La fondazione di Troia


La Troade era una fertile regione dell'Asia Minore, a poca distanza dall'Ellesponto, che oggi si chiama Stretto dei Dardanelli ed è una delle chiavi del Mediterraneo.
Nel tempo dei tempi ne era re Teucro. A lui un giorno si presentò un giovane avventuriero di nome Dardano, che veniva dalla Samotracia in cerca di una terra su cui regnare. Teucro l'accolse benignamente e gli diede per moglie sua figlia Batea.Dalle loro nozze nacque un figlio, Erittonio, che divenne poi l'uomo più ricco del mondo e fu padre di Troo, il quale, a sua volta, si sposò ed ebbe tre figli: Assàraco, Ilo e Ganimede. Assàraco morì giovane e si sa poco e niente. Ganimede fu rapito da Zeus e divenne coppiere degli dèi; Ilo succedette al padre sul trono e, non più soddisfatto della vecchia capitale Dardania, volle costruirsene una nuova e, per scegliere il luogo dove costruirla, interrogò l'oracolo.Questo gli rispose di seguire una mucca bianca, pezzata di scuro, che se ne stava allora pascolando in pianura; e dove si fosse fermata doveva fondare la città.
Ilo seguì la mucca appena si mosse dal pascolo: la bestia si fermò su una collinetta da cui si dominava tutta la pianura sino al mare. Qui fece costruire la sua città che chiamò Troia, dal nome di suo padre. Zeus, per dimostrargli il suo compiacimento, gli mandò una statua di legno, la statua di Pallade Atena che fu chiamata poi il Palladio, con questo privilegio: la città non avrebbe potuto mai essere conquistata finchè avesse avuto la statua dentro le sue mura. Ilo aveva tanta fede nella promessa di Zeus, che non volle nemmeno cingere di mura la città, persuaso che il Palladio bastasse a difenderla.
Zeus aveva avuto ragione di compiacersi di Troia, perchè essa era davvero una città magnifica: colonnati, scale, templi di marmo, palazzi dorati, ogni edificio pubblico era costruito secondo i canoni di una elegante architettura; e sotto il colle si estendeva una pianura, solcata da due fiumi ricchi di acqua, lo Scamandro e il Simoenta; e più oltre vi era il mare scintillante di luci e di riverberi. Dietro la città, formava uno sfondo pittoresco una catena di alte montagne nevorse, la catena dell'Ida, i cui fianchi erano ricorperti da cupe foreste di frassino e di abeti.
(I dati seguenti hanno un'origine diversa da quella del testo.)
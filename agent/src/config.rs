// agent/src/config.rs

use std::env;
use std::path::PathBuf;
use std::time::Duration;

use serde::Serialize;

use crate::error::{AgentError, AgentResult};

/// Which firewall frontend owns the INPUT chain on this host.
#[derive(Clone, Copy, Debug, PartialEq, Eq)]
pub enum FirewallBackend {
    Ufw,
    Iptables,
}

/// Bounded sleep-poll budget: at most `max_polls` checks, `interval` apart.
#[derive(Clone, Copy, Debug, PartialEq, Eq)]
pub struct WatchBudget {
    pub max_polls: u32,
    pub interval: Duration,
}

impl WatchBudget {
    /// Credential-prompt handling after a start.
    pub const CREDENTIAL: WatchBudget = WatchBudget { max_polls: 60, interval: Duration::from_secs(1) };
    /// "Process considers itself running" during first-run.
    pub const RUNNING: WatchBudget = WatchBudget { max_polls: 300, interval: Duration::from_secs(1) };
}

/// Static description of the game application being managed.
#[derive(Clone, Debug, Serialize)]
pub struct AppManifest {
    pub name: &'static str,
    pub desc: &'static str,
    pub steam_id: &'static str,
    pub services: Vec<String>,
    pub steam_branch: String,
}

#[derive(Clone, Debug)]
pub struct AgentConfig {
    // 📂 Installation layout
    pub install_root: PathBuf,
    pub server_ini: PathBuf,
    pub credential_file: PathBuf,

    // 🛡️ Process plumbing
    pub service_name: String,
    pub socket_path: PathBuf,
    pub firewall: FirewallBackend,

    // RCON client
    pub rcon_bin: String,
    pub rcon_host: String,

    pub credential_budget: WatchBudget,
    pub running_budget: WatchBudget,
    /// Pause after `systemctl start/stop` during first-run.
    pub settle_delay: Duration,

    pub steam_branch: String,
}

impl AgentConfig {
    pub fn load() -> AgentResult<Self> {
        let install_root = PathBuf::from(
            env::var("ZOMBOID_ROOT").unwrap_or_else(|_| "/home/steam/Zomboid".to_string()),
        );

        let server_ini = env::var("ZOMBOID_SERVER_INI")
            .map(PathBuf::from)
            .unwrap_or_else(|_| install_root.join("Server").join("servertest.ini"));

        let credential_file = env::var("ZOMBOID_CREDENTIAL_FILE")
            .map(PathBuf::from)
            .unwrap_or_else(|_| install_root.join("admin.passwd"));

        // 🛡️ Strict parse: an unknown backend would silently leave ports closed.
        let firewall = match env::var("ZOMBOID_FIREWALL").as_deref() {
            Err(_) | Ok("ufw") => FirewallBackend::Ufw,
            Ok("iptables") => FirewallBackend::Iptables,
            Ok(other) => {
                return Err(AgentError::Config(format!(
                    "ZOMBOID_FIREWALL must be 'ufw' or 'iptables', got '{}'",
                    other
                )));
            }
        };

        let service_name = env::var("ZOMBOID_SERVICE").unwrap_or_else(|_| "zomboid".to_string());
        if service_name.is_empty() || !service_name.chars().all(|c| c.is_ascii_alphanumeric() || c == '-' || c == '_' || c == '@') {
            return Err(AgentError::Config(format!("invalid systemd unit name '{}'", service_name)));
        }

        Ok(Self {
            server_ini,
            credential_file,
            service_name,
            socket_path: env::var("ZOMBOID_SOCKET_PATH")
                .map(PathBuf::from)
                .unwrap_or_else(|_| PathBuf::from("/var/run/zomboid.socket")),
            firewall,
            rcon_bin: env::var("ZOMBOID_RCON_BIN").unwrap_or_else(|_| "rcon".to_string()),
            rcon_host: env::var("ZOMBOID_RCON_HOST").unwrap_or_else(|_| "127.0.0.1".to_string()),
            credential_budget: WatchBudget::CREDENTIAL,
            running_budget: WatchBudget::RUNNING,
            settle_delay: Duration::from_secs(10),
            steam_branch: env::var("ZOMBOID_STEAM_BRANCH").unwrap_or_else(|_| "public".to_string()),
            install_root,
        })
    }

    pub fn manifest(&self) -> AppManifest {
        AppManifest {
            name: "Zomboid",
            desc: "Project Zomboid",
            steam_id: "380870",
            services: vec![self.service_name.clone()],
            steam_branch: self.steam_branch.clone(),
        }
    }

    /// World data lives here; backups start from this directory.
    pub fn save_directory(&self) -> PathBuf {
        self.install_root.join("AppFiles")
    }

    /// Files and directories under the save directory worth backing up.
    pub fn save_files(&self) -> Vec<String> {
        let mut files: Vec<String> = ["banned-ips.json", "banned-players.json", "ops.json", "whitelist.json"]
            .iter()
            .map(|f| f.to_string())
            .collect();
        files.extend(self.manifest().services);
        files
    }

    #[cfg(test)]
    pub fn rooted_at(root: &std::path::Path) -> Self {
        Self {
            install_root: root.to_path_buf(),
            server_ini: root.join("Server").join("servertest.ini"),
            credential_file: root.join("admin.passwd"),
            service_name: "zomboid".to_string(),
            socket_path: root.join("zomboid.socket"),
            firewall: FirewallBackend::Ufw,
            rcon_bin: "rcon".to_string(),
            rcon_host: "127.0.0.1".to_string(),
            credential_budget: WatchBudget::CREDENTIAL,
            running_budget: WatchBudget::RUNNING,
            settle_delay: Duration::from_secs(10),
            steam_branch: "public".to_string(),
        }
    }
}

#[cfg(test)]
mod tests {
    use super::*;
    use std::path::Path;

    #[test]
    fn save_files_include_service_directory() {
        let cfg = AgentConfig::rooted_at(Path::new("/srv/pz"));
        let files = cfg.save_files();
        assert_eq!(files.len(), 5);
        assert!(files.contains(&"whitelist.json".to_string()));
        assert_eq!(files.last().map(String::as_str), Some("zomboid"));
        assert_eq!(cfg.save_directory(), PathBuf::from("/srv/pz/AppFiles"));
    }

    #[test]
    fn budgets_match_poll_contract() {
        assert_eq!(WatchBudget::CREDENTIAL.max_polls, 60);
        assert_eq!(WatchBudget::RUNNING.max_polls, 300);
        assert_eq!(WatchBudget::CREDENTIAL.interval, Duration::from_secs(1));
    }

    #[test]
    fn manifest_identifies_steam_app() {
        let cfg = AgentConfig::rooted_at(Path::new("/srv/pz"));
        let m = cfg.manifest();
        assert_eq!(m.steam_id, "380870");
        assert_eq!(m.services, vec!["zomboid".to_string()]);
    }
}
La nuova capitale diventava ogni giorno più prosperosa e potente, graze alla sua felice posizione: Troia era infatti al centro delle comunicazioni terrestri e marittime tra l'Asia e l'Europa.


Quando Ilo morì, divenne re il figlio Laomedonte, che volle circondare la città di solide mura. Gliele fabbricarono due dèi Apollo e Poseidone. Da Laomedonte il trono passò nelle mani di suo figlio Priamo, che portò il suo regno e la sua capitale a grande splendore: i cinqua figli e le cinquanta figlie, che la leggenda attribuisce a lui e alla moglie Ecuba, sono forse il simbolo di tanta opulenza e del suo immenso potere.